Linn Knekt Kivor hard-disk multizone music system Page 4

Overall, I couldn't help wistfully remembering the time I had spent with Linn's $20,000 Sondek CD12 player. The Oktal is undoubtedly a good-sounding DAC, and will work fine in its intended multiroom application. But for the ultimate high-end experience from the Tunboks, a two-channel DAC based on the CD12 for the master room would be the icing on the cake.

Grumbles
I had a few. Even though the Kivor had been first shown at the Hi-Fi Show in London in September 2000, it was still a work in progress nine months later, when I finally got my hands on a sample. And even though all the socketry was in place, neither the AES/EBU input on the Tunboks nor the pair of analog inputs on the Oktal was implemented.

The only way I could get the Oktal to recognize an S/PDIF input was to unplug the RJ-45 jack, which is hardly elegant. While the specification sheet for the Oktal claimed the unit would accept sample rates from 32kHz to 96kHz, I couldn't get it to lock on to a datastream with a 96kHz sample rate. However, it did do so with 88.2kHz- and 32kHz-sampled data.

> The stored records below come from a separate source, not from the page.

//! Translated strings.

/// Supported locales.
#[derive(Debug, Clone, Copy, PartialEq, Eq, Default)]
pub enum Locale {
    #[default]
    En,
    Fr,
}

impl Locale {
    /// Parse a locale code such as `fr` or `fr-CA`. Unknown codes yield English.
    pub fn from_code(code: &str) -> Self {
        let primary = code
            .split(['-', '_'])
            .next()
            .unwrap_or_default()
            .to_lowercase();
        match primary.as_str() {
            "fr" => Locale::Fr,
            _ => Locale::En,
        }
    }
}

const EN: &[(&str, &str)] = &[
    ("seo.name", "SEO"),
    ("seo.description", "Easily manage SEO tags for your pages."),
    ("meta.og:image:alt", "Social image for :title on :app_name"),
];

const FR: &[(&str, &str)] = &[
    ("seo.name", "SEO"),
    (
        "seo.description",
        "Gérer les balises SEO pour votre site web.",
    ),
    ("meta.og:image:alt", "Image sociale pour :title sur :app_name"),
];

/// String lookup for a single locale.
#[derive(Debug, Clone, Copy, Default)]
pub struct Lang {
    locale: Locale,
}

impl Lang {
    pub fn new(locale: Locale) -> Self {
        Self { locale }
    }

    pub fn locale(&self) -> Locale {
        self.locale
    }

    /// Look up `key`, replacing `:name` placeholders.
    ///
    /// Missing keys fall back to English, then to the key itself.
    pub fn get(&self, key: &str, replacements: &[(&str, &str)]) -> String {
        let table = match self.locale {
            Locale::En => EN,
            Locale::Fr => FR,
        };
        let template = lookup(table, key)
            .or_else(|| lookup(EN, key))
            .unwrap_or(key);

        // Longest names first so `:title_full` is not clobbered by `:title`
        let mut replacements = replacements.to_vec();
        replacements.sort_by_key(|(name, _)| std::cmp::Reverse(name.len()));

        let mut out = template.to_string();
        for (name, value) in replacements {
            out = out.replace(&format!(":{name}"), value);
        }
        out
    }
}

fn lookup(table: &'static [(&'static str, &'static str)], key: &str) -> Option<&'static str> {
    table.iter().find(|(k, _)| *k == key).map(|(_, v)| *v)
}

#[cfg(test)]
#[allow(clippy::unwrap_used, clippy::expect_used)]
mod tests {
    use super::*;

    #[test]
    fn locale_from_code() {
        assert_eq!(Locale::from_code("fr"), Locale::Fr);
        assert_eq!(Locale::from_code("fr-CA"), Locale::Fr);
        assert_eq!(Locale::from_code("de"), Locale::En);
        assert_eq!(Locale::from_code(""), Locale::En);
    }

    #[test]
    fn replaces_placeholders() {
        let lang = Lang::new(Locale::En);
        assert_eq!(
            lang.get("meta.og:image:alt", &[("title", "Hello"), ("app_name", "Trovato")]),
            "Social image for Hello on Trovato"
        );
    }

    #[test]
    fn french_strings() {
        let lang = Lang::new(Locale::Fr);
        assert_eq!(
            lang.get("meta.og:image:alt", &[("title", "Bonjour"), ("app_name", "Trovato")]),
            "Image sociale pour Bonjour sur Trovato"
        );
    }

    #[test]
    fn unknown_key_returns_key() {
        assert_eq!(Lang::default().get("missing.key", &[]), "missing.key");
    }
}
//! Application state shared across all handlers.

use std::sync::Arc;

use anyhow::{Context, Result};
use sqlx::PgPool;
use sqlx::postgres::PgPoolOptions;
use tracing::info;

use crate::compress::HtmlCache;
use crate::config::{Config, SeoConfig};
use crate::lang::{Lang, Locale};
use crate::page::PageTagProcessor;
use crate::render::HeadRenderer;
use crate::resolver::SeoResolver;
use crate::settings::{SeoSettings, SettingsStore};

/// Shared application state.
///
/// Wrapped in Arc internally so Clone is cheap.
#[derive(Clone)]
pub struct AppState {
    inner: Arc<AppStateInner>,
}

struct AppStateInner {
    config: Config,
    seo_config: SeoConfig,
    settings: SeoSettings,
    /// Present when `DATABASE_URL` is configured.
    db: Option<PgPool>,
    html_cache: HtmlCache,
    resolver: SeoResolver,
    processor: PageTagProcessor,
    renderer: HeadRenderer,
}

impl AppState {
    /// Build the state: load the SEO config and, when a database is
    /// configured, the stored settings.
    pub async fn new(config: &Config) -> Result<Self> {
        let seo_config = SeoConfig::load(&config.seo_config_path)?
            .with_default_paths(&config.base_path, &config.app_env);

        let (db, settings) = match &config.database_url {
            Some(url) => {
                let pool = PgPoolOptions::new()
                    .max_connections(config.database_max_connections)
                    .connect(url)
                    .await
                    .context("failed to connect to database")?;
                let store = SettingsStore::new(pool.clone());
                let settings = store.load(&seo_config).await?;
                if let Some(updated) = store.updated().await? {
                    info!(updated = %updated, "loaded seo settings from database");
                }
                (Some(pool), settings)
            }
            None => {
                info!("no database configured, using seo settings from configuration");
                (None, SeoSettings::from_config(&seo_config))
            }
        };

        Self::with_parts(config.clone(), seo_config, settings, db)
    }

    /// Build the state from already loaded parts.
    pub fn with_parts(
        config: Config,
        seo_config: SeoConfig,
        settings: SeoSettings,
        db: Option<PgPool>,
    ) -> Result<Self> {
        let processor = PageTagProcessor::new(&config.site_url, config.app_name.clone(), &seo_config)?
            .with_media_url(config.media_url.clone())
            .with_lang(Lang::new(Locale::from_code(&config.app_locale)));
        let renderer = HeadRenderer::new().context("failed to initialize head templates")?;

        Ok(Self {
            inner: Arc::new(AppStateInner {
                html_cache: HtmlCache::new(config.html_cache_ttl_secs),
                resolver: SeoResolver::from_debug(config.app_debug),
                config,
                seo_config,
                settings,
                db,
                processor,
                renderer,
            }),
        })
    }

    pub fn config(&self) -> &Config {
        &self.inner.config
    }

    pub fn seo_config(&self) -> &SeoConfig {
        &self.inner.seo_config
    }

    pub fn settings(&self) -> &SeoSettings {
        &self.inner.settings
    }

    pub fn db(&self) -> Option<&PgPool> {
        self.inner.db.as_ref()
    }

    pub fn html_cache(&self) -> &HtmlCache {
        &self.inner.html_cache
    }

    pub fn resolver(&self) -> &SeoResolver {
        &self.inner.resolver
    }

    pub fn processor(&self) -> &PageTagProcessor {
        &self.inner.processor
    }

    pub fn renderer(&self) -> &HeadRenderer {
        &self.inner.renderer
    }

    /// Check database connectivity. None when no database is configured.
    pub async fn postgres_healthy(&self) -> Option<bool> {
        let pool = self.db()?;
        Some(sqlx::query("SELECT 1").execute(pool).await.is_ok())
    }
}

Despite my complaints about MP3 quality, I do have a collection of MP3 versions of music that I could get hold of in no other form. In theory, it should be possible to port those files from my PC to the Tunboks via its USB or Ethernet jacks. In practice—at least for now—the only way I could get those files into the Tunboks was to burn them as uncompressed WAV files on to CD-Rs, then rip them with the Tunboks, subjecting them to a second round of MP3 encoding. Hardly elegant, and potentially further degrading the sound quality. This problem will affect most Kivor owners.

A problem that affects only a few like me, however, is that I also have a largish collection of 24-bit WAV files sampled at 88.2kHz and 96kHz. These are stored on CD-Rs: while I can fit only about 20 minutes of music on each disc, data blanks are so cheap that the only real inconvenience is the physical storage space needed. The Kivor appeared to offer the solution—except, again, there is not yet a turnkey way of porting the hi-rez WAV files to the Tunboks' drives.

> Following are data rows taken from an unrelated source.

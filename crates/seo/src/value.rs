//! Dynamic values yielded by seoable records.

use serde_json::{Map, Number, Value};

/// A stored file with a public URL.
#[derive(Debug, Clone, PartialEq, Eq)]
pub struct FileRef {
    /// Original file name.
    pub filename: String,
    /// Public path or URL the file is served from.
    pub public_url: String,
}

impl FileRef {
    pub fn new(filename: impl Into<String>, public_url: impl Into<String>) -> Self {
        Self {
            filename: filename.into(),
            public_url: public_url.into(),
        }
    }

    /// Build a file reference from a storage URI such as `local://2026/02/a.jpg`.
    ///
    /// The scheme is stripped and the remaining path is joined onto `base_url`.
    pub fn from_storage_uri(uri: &str, base_url: &str) -> Self {
        let path = uri.split_once("://").map_or(uri, |(_, rest)| rest);
        let filename = path.rsplit('/').next().unwrap_or(path).to_string();
        Self {
            filename,
            public_url: format!("{}/{}", base_url.trim_end_matches('/'), path),
        }
    }

    /// The public path of the file.
    pub fn path(&self) -> &str {
        &self.public_url
    }
}

/// A value read from a record attribute, relation or method.
#[derive(Debug, Clone, PartialEq)]
pub enum SeoValue {
    Null,
    Bool(bool),
    Number(Number),
    String(String),
    /// Ordered multi-valued container (array attribute, to-many relation).
    List(Vec<SeoValue>),
    /// Ordered key/value container.
    Object(Map<String, Value>),
    File(FileRef),
    /// A host value with no JSON representation, carrying its type name.
    Opaque(&'static str),
}

impl SeoValue {
    /// Type name used in diagnostics.
    pub fn type_name(&self) -> &'static str {
        match self {
            SeoValue::Null => "null",
            SeoValue::Bool(_) => "bool",
            SeoValue::Number(_) => "number",
            SeoValue::String(_) => "string",
            SeoValue::List(_) => "list",
            SeoValue::Object(_) => "object",
            SeoValue::File(_) => "file",
            SeoValue::Opaque(name) => name,
        }
    }

    pub fn is_null(&self) -> bool {
        matches!(self, SeoValue::Null)
    }

    /// Reduce a container to its first element and a file to its public path.
    ///
    /// Only one level is unwrapped: a list whose first element is itself a
    /// list stays a list.
    pub fn normalize(self) -> SeoValue {
        let value = match self {
            SeoValue::List(items) => items.into_iter().next().unwrap_or(SeoValue::Null),
            SeoValue::Object(map) => map
                .into_iter()
                .next()
                .map_or(SeoValue::Null, |(_, v)| SeoValue::from(v)),
            other => other,
        };

        match value {
            SeoValue::File(file) => SeoValue::String(file.public_url),
            other => other,
        }
    }
}

impl From<Value> for SeoValue {
    fn from(value: Value) -> Self {
        match value {
            Value::Null => SeoValue::Null,
            Value::Bool(b) => SeoValue::Bool(b),
            Value::Number(n) => SeoValue::Number(n),
            Value::String(s) => SeoValue::String(s),
            Value::Array(items) => SeoValue::List(items.into_iter().map(SeoValue::from).collect()),
            Value::Object(map) => SeoValue::Object(map),
        }
    }
}

impl From<&str> for SeoValue {
    fn from(value: &str) -> Self {
        SeoValue::String(value.to_string())
    }
}

impl From<String> for SeoValue {
    fn from(value: String) -> Self {
        SeoValue::String(value)
    }
}

impl From<FileRef> for SeoValue {
    fn from(value: FileRef) -> Self {
        SeoValue::File(value)
    }
}

impl<T: Into<SeoValue>> From<Vec<T>> for SeoValue {
    fn from(values: Vec<T>) -> Self {
        SeoValue::List(values.into_iter().map(Into::into).collect())
    }
}

impl<T: Into<SeoValue>> From<Option<T>> for SeoValue {
    fn from(value: Option<T>) -> Self {
        value.map_or(SeoValue::Null, Into::into)
    }
}

#[cfg(test)]
#[allow(clippy::unwrap_used, clippy::expect_used)]
mod tests {
    use super::*;
    use serde_json::json;

    #[test]
    fn list_reduces_to_first_element() {
        let value = SeoValue::from(vec!["first", "second"]);
        assert_eq!(value.normalize(), SeoValue::from("first"));
    }

    #[test]
    fn empty_list_reduces_to_null() {
        assert!(SeoValue::List(Vec::new()).normalize().is_null());
    }

    #[test]
    fn object_reduces_to_first_value_in_order() {
        let value = SeoValue::from(json!({"z": "last-key-first", "a": "second"}));
        assert_eq!(value.normalize(), SeoValue::from("last-key-first"));
    }

    #[test]
    fn file_reduces_to_public_path() {
        let file = FileRef::new("cover.jpg", "/files/2026/02/cover.jpg");
        assert_eq!(
            SeoValue::from(file).normalize(),
            SeoValue::from("/files/2026/02/cover.jpg")
        );
    }

    #[test]
    fn list_of_files_reduces_to_first_path() {
        let value = SeoValue::List(vec![
            FileRef::new("a.jpg", "/files/a.jpg").into(),
            FileRef::new("b.jpg", "/files/b.jpg").into(),
        ]);
        assert_eq!(value.normalize(), SeoValue::from("/files/a.jpg"));
    }

    #[test]
    fn nested_lists_unwrap_one_level() {
        let value = SeoValue::from(json!([["inner"], "x"]));
        assert_eq!(value.normalize().type_name(), "list");
    }

    #[test]
    fn storage_uri_maps_to_public_url() {
        let file = FileRef::from_storage_uri("local://2026/02/abc_test.jpg", "https://example.com/files/");
        assert_eq!(file.path(), "https://example.com/files/2026/02/abc_test.jpg");
        assert_eq!(file.filename, "abc_test.jpg");
    }
}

Though the XiVA Palm program for the Tunboks (v.01.04.03) worked flawlessly, Linn's PC control software (v.01.01, build 0032) was occasionally a tad flaky. As the information box said, "We are still writing the code as you use this program. Therefore you are likely to find faults with this application as it is incomplete! Nonetheless, we use this application ourselves and are, therefore, just as keen as you that it works." Can't argue with such honesty.

Conclusions
The Kivor's price seems high until you consider that, in its basic form, the system costs the same as Linn's single-disc CD12 player. Linn's marketing for the Knekt Kivor is aimed straight at the custom-installation market—at September's CEDIA Expo, for example, they were showing how the Tunboks, Intersekt, and Oktal interfaced with industry-standard AMX and Crestron remote multiroom controllers—but for the high-end audiophile market, the Kivor is a portent for the future. In his "As We See It" in October (p.3), Jon Iverson enthused about the change in his music-listening habits brought about by Apple's iTunes MP3 jukebox program. Echoing my friend Ed, Jon wrote that "iTunes changed my view literally overnight about the importance of access versus quality."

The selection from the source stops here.